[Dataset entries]

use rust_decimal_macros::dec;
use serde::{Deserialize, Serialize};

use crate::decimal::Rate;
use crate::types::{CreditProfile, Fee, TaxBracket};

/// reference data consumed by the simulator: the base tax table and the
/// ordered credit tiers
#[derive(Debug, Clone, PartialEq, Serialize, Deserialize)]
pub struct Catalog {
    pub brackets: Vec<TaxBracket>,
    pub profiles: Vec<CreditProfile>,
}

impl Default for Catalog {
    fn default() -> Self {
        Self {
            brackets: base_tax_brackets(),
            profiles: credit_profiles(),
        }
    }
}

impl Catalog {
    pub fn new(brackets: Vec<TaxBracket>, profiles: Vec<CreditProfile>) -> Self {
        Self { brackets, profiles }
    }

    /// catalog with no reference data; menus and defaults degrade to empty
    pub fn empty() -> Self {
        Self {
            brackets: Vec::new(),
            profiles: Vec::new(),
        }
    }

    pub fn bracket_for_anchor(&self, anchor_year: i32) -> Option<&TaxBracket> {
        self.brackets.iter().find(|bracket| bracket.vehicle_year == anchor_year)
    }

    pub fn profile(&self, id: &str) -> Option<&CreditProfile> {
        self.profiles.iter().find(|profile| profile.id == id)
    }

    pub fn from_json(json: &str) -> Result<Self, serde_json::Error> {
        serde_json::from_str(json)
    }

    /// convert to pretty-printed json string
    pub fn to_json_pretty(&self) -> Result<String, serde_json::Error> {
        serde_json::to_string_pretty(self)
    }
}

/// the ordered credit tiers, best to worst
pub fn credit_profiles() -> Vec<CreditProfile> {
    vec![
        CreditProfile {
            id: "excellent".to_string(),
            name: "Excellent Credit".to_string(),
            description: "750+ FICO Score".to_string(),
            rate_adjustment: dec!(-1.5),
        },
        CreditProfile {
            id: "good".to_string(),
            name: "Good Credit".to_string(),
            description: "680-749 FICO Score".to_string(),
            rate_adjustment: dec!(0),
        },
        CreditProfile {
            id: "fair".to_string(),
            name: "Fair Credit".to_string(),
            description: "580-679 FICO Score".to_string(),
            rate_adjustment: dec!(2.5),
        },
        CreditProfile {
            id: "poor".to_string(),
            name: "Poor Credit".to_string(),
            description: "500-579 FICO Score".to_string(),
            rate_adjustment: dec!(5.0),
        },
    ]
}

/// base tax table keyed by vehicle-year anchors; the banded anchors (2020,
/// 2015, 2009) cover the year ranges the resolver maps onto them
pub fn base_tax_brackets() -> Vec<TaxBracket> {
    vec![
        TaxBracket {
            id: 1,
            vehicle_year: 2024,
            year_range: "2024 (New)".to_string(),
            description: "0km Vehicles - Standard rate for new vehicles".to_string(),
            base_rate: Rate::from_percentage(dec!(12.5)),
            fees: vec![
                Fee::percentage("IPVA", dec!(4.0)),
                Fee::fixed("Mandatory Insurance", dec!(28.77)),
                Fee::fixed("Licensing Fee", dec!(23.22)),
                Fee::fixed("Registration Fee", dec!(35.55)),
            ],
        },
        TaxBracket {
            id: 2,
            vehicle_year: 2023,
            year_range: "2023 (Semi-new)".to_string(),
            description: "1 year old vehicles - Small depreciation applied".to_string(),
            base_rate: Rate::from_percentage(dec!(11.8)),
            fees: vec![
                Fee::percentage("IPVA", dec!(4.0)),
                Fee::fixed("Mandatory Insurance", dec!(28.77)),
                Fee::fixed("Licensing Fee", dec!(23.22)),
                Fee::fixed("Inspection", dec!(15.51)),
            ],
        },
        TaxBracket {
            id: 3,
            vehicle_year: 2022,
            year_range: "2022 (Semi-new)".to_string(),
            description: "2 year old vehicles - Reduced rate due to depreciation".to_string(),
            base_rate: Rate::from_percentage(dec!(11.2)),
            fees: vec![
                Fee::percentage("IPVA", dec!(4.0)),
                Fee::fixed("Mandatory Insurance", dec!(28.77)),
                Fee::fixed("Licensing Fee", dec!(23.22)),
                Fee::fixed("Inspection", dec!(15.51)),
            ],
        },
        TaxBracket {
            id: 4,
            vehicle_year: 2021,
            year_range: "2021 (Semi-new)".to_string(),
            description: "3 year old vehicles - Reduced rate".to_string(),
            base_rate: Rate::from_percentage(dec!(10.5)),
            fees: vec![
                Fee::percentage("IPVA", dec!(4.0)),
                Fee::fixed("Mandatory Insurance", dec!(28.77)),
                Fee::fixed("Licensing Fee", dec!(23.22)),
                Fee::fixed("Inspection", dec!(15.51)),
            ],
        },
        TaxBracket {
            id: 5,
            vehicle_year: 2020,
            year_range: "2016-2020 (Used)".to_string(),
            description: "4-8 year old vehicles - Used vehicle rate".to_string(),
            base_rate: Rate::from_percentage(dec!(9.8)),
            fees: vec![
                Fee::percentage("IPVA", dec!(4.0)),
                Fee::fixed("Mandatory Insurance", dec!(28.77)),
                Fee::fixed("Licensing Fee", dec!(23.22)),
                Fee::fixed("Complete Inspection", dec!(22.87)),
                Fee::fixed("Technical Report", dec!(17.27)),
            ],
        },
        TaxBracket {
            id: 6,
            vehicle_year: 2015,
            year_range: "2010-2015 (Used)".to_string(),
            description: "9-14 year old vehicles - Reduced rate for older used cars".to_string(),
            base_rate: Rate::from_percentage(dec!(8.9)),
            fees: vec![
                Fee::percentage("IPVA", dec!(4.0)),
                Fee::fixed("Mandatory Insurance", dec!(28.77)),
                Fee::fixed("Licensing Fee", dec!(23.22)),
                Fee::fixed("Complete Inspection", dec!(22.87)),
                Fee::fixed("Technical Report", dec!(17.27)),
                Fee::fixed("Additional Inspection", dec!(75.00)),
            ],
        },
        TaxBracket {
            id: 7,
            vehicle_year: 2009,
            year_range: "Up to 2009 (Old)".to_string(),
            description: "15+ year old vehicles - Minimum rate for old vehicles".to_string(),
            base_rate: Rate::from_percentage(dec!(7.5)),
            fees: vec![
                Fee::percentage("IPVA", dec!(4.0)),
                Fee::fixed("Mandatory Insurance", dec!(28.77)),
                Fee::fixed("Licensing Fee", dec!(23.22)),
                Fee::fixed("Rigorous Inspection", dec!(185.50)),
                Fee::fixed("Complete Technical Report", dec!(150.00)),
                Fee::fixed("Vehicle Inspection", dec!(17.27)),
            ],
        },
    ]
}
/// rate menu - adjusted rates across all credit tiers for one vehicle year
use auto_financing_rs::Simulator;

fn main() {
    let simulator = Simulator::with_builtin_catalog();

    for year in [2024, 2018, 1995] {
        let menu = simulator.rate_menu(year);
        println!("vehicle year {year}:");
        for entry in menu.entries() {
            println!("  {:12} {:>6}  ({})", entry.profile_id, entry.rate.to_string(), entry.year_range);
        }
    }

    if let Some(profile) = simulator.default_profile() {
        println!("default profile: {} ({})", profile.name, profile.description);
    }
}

--

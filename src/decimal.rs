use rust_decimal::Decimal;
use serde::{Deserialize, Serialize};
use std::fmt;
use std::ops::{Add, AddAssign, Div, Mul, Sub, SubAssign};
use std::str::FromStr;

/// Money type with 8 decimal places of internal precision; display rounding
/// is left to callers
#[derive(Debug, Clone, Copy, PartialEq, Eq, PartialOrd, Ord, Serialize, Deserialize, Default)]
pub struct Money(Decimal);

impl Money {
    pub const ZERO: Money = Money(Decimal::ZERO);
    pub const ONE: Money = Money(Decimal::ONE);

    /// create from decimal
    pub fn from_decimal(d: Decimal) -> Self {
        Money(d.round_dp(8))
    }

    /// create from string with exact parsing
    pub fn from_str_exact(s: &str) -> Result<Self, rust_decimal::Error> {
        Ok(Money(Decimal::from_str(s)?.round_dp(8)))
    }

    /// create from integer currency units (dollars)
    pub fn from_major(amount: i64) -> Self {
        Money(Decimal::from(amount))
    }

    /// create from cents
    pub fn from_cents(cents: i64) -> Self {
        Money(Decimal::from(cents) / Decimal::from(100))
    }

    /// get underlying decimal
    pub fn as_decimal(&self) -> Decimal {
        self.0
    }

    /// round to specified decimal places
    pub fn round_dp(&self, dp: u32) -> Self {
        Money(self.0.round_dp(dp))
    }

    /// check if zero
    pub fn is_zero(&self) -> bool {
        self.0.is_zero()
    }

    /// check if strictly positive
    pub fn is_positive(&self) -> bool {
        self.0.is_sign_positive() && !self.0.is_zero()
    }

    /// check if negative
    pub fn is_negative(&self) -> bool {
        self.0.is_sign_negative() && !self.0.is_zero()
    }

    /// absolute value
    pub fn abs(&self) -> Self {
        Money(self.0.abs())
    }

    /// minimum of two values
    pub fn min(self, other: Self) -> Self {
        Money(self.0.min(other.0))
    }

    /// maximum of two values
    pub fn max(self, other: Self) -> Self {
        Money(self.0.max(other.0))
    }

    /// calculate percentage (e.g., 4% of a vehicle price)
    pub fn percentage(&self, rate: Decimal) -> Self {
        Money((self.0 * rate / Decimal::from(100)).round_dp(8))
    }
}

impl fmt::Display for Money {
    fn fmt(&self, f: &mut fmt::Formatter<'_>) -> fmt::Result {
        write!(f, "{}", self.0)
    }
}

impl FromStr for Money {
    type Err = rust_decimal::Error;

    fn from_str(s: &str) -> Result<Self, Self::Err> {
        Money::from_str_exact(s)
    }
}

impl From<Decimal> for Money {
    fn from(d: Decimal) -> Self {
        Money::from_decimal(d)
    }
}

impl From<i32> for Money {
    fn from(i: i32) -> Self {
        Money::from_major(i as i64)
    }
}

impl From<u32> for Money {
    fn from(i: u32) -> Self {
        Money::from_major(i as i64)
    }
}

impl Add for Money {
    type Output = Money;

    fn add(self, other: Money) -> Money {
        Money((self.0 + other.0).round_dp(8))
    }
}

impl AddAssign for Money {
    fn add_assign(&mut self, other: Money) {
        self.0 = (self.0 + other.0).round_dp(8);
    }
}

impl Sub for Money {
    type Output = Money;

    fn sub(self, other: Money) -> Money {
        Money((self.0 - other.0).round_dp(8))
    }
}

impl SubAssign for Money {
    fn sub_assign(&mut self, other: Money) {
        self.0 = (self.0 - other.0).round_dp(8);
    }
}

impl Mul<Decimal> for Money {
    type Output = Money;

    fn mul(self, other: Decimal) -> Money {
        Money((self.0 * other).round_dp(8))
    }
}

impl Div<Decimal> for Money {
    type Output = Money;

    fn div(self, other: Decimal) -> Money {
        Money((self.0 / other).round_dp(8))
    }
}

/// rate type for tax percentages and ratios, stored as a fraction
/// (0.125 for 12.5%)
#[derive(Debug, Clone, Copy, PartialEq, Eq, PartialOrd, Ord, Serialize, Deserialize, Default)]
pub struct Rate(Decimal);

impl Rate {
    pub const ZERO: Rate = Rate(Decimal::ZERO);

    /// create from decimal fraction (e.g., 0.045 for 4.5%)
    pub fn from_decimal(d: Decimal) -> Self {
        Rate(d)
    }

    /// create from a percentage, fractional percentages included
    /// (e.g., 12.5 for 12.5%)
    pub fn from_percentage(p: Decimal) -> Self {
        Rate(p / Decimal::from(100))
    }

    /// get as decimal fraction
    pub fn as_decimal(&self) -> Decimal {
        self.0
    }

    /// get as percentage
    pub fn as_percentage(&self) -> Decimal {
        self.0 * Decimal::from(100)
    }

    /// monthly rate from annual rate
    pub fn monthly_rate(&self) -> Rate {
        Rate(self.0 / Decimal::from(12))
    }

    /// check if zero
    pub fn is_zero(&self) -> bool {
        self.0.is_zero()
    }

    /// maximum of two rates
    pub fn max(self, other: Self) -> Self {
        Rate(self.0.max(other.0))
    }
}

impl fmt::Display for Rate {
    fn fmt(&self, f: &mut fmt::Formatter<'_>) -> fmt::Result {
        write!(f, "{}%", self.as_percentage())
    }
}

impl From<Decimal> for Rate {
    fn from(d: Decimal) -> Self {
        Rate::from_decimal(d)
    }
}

**Exercise:** Line count for "description": state how many lines of the records contain it, and give only the number.

**Output for this exercise:** 12